Stored data entries:
+--

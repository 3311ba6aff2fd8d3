//! Behringer X-Air / Midas MR mixer sessions for xairlib.
//!
//! This crate talks OSC over UDP to X-Air family mixers (XR12, XR16, XR18,
//! MR18). It provides:
//!
//! - **Device sessions** ([`client`]) -- a [`DeviceClient`] handle backed by
//!   one task that owns the socket, an address cache, registered meter
//!   streams, and subscriber queues. `get` layers retried request/response
//!   on top of the fire-and-forget protocol; `put` writes optimistically.
//! - **Supervisors** ([`supervisor`]) -- a [`DeviceSupervisor`] owns one
//!   session task as a cancellable unit and decides when its device is
//!   stale.
//! - **Discovery** ([`discovery`]) -- one-shot `/xinfo` probing, and the
//!   continuous [`DeviceScanner`] ([`scanner`]) that tracks which mixers are
//!   alive and publishes membership snapshots.
//! - **Fleet management** ([`manager`]) -- a [`FleetManager`] that keeps
//!   one connected session per mixer the scanner reports. Construct it from
//!   [`FleetOptions`] or with the [`FleetManagerBuilder`] ([`builder`]).
//!
//! # Architecture
//!
//! Every component with mutable state (session, scanner, fleet manager) is
//! a handle/session pair. The session is run on its own task until a
//! `CancellationToken` fires; the handle is `Clone` and sends requests to
//! it over a channel. Subscriptions are deregistered when their handle is
//! dropped.
//!
//! # Example
//!
//! ```no_run
//! use xairlib_xair::FleetManagerBuilder;
//!
//! # async fn example() -> xairlib_core::Result<()> {
//! let (fleet, handle) = FleetManagerBuilder::new().spawn().await?;
//! let mut changes = fleet.subscribe().await?;
//!
//! while let Some(members) = changes.recv().await {
//!     for identity in &members {
//!         let client = fleet.get_client(identity).await?;
//!         let name = client.get("/lr/config/name").await?;
//!         println!("{} -> {}", identity, name);
//!     }
//! }
//! handle.shutdown().await;
//! # Ok(())
//! # }
//! ```

pub mod builder;
pub mod client;
pub mod discovery;
pub mod manager;
pub mod meters;
pub mod scanner;
pub mod subscription;
pub mod supervisor;
pub mod task;

pub use builder::FleetManagerBuilder;
pub use client::{ClientOptions, DeviceClient, DeviceSession};
pub use manager::{FleetManager, FleetOptions, FleetSession};
pub use meters::MeterRegistry;
pub use scanner::{DeviceScanner, ScannerOptions, ScannerSession, Snapshot};
pub use subscription::Subscription;
pub use supervisor::{DeviceSupervisor, SupervisorState};
pub use task::TaskHandle;
//! OSC message value types.
//!
//! An [`OscMessage`] is an address plus an ordered list of typed
//! [`OscArg`]s. The byte-level encoding lives in `xairlib-osc`; these types
//! are plain values shared by every crate in the workspace.

use std::fmt;

/// A single OSC argument.
///
/// The mixer protocol only uses the four OSC 1.0 core types.
#[derive(Debug, Clone, PartialEq)]
pub enum OscArg {
    /// 32-bit signed integer (type tag `i`).
    Int(i32),
    /// 32-bit IEEE 754 float (type tag `f`).
    Float(f32),
    /// NUL-terminated string (type tag `s`).
    String(String),
    /// Opaque length-prefixed byte blob (type tag `b`).
    Blob(Vec<u8>),
}

impl OscArg {
    /// The OSC type tag character for this argument.
    pub fn type_tag(&self) -> char {
        match self {
            OscArg::Int(_) => 'i',
            OscArg::Float(_) => 'f',
            OscArg::String(_) => 's',
            OscArg::Blob(_) => 'b',
        }
    }

    pub fn as_int(&self) -> Option<i32> {
        match self {
            OscArg::Int(v) => Some(*v),
            _ => None,
        }
    }

    pub fn as_float(&self) -> Option<f32> {
        match self {
            OscArg::Float(v) => Some(*v),
            _ => None,
        }
    }

    pub fn as_str(&self) -> Option<&str> {
        match self {
            OscArg::String(s) => Some(s),
            _ => None,
        }
    }

    pub fn as_blob(&self) -> Option<&[u8]> {
        match self {
            OscArg::Blob(b) => Some(b),
            _ => None,
        }
    }
}

impl From<i32> for OscArg {
    fn from(v: i32) -> Self {
        OscArg::Int(v)
    }
}

impl From<f32> for OscArg {
    fn from(v: f32) -> Self {
        OscArg::Float(v)
    }
}

impl From<&str> for OscArg {
    fn from(v: &str) -> Self {
        OscArg::String(v.to_string())
    }
}

impl From<String> for OscArg {
    fn from(v: String) -> Self {
        OscArg::String(v)
    }
}

impl From<Vec<u8>> for OscArg {
    fn from(v: Vec<u8>) -> Self {
        OscArg::Blob(v)
    }
}

impl fmt::Display for OscArg {
    fn fmt(&self, f: &mut fmt::Formatter<'_>) -> fmt::Result {
        match self {
            OscArg::Int(v) => write!(f, "{v}"),
            OscArg::Float(v) => write!(f, "{v}"),
            OscArg::String(s) => write!(f, "{s:?}"),
            OscArg::Blob(b) => write!(f, "<{} bytes>", b.len()),
        }
    }
}

/// An OSC message: an address pattern and its arguments.
///
/// A message with no arguments is a read request; the same address with
/// arguments is a write (or, coming from the mixer, a value report).
#[derive(Debug, Clone, PartialEq)]
pub struct OscMessage {
    /// Address, always starting with `/` (e.g. `"/lr/mix/on"`).
    pub address: String,
    /// Ordered argument list.
    pub args: Vec<OscArg>,
}

impl OscMessage {
    /// Create a message from an address and arguments.
    pub fn new(address: impl Into<String>, args: Vec<OscArg>) -> Self {
        Self {
            address: address.into(),
            args,
        }
    }

    /// Create a no-argument message (a read request or heartbeat).
    pub fn query(address: impl Into<String>) -> Self {
        Self::new(address, Vec::new())
    }

    /// Whether this message carries no arguments.
    pub fn is_query(&self) -> bool {
        self.args.is_empty()
    }
}

impl fmt::Display for OscMessage {
    fn fmt(&self, f: &mut fmt::Formatter<'_>) -> fmt::Result {
        write!(f, "{}", self.address)?;
        for arg in &self.args {
            write!(f, " {arg}")?;
        }
        Ok(())
    }
}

+--

ABOUT THIS TASK
All lines of the entries containing the string "supervisor" must be shown in full.

REPLY TO THE TASK
//! - **Supervisors** ([`supervisor`]) -- a [`DeviceSupervisor`] owns one
pub mod supervisor;
pub use supervisor::{DeviceSupervisor, SupervisorState};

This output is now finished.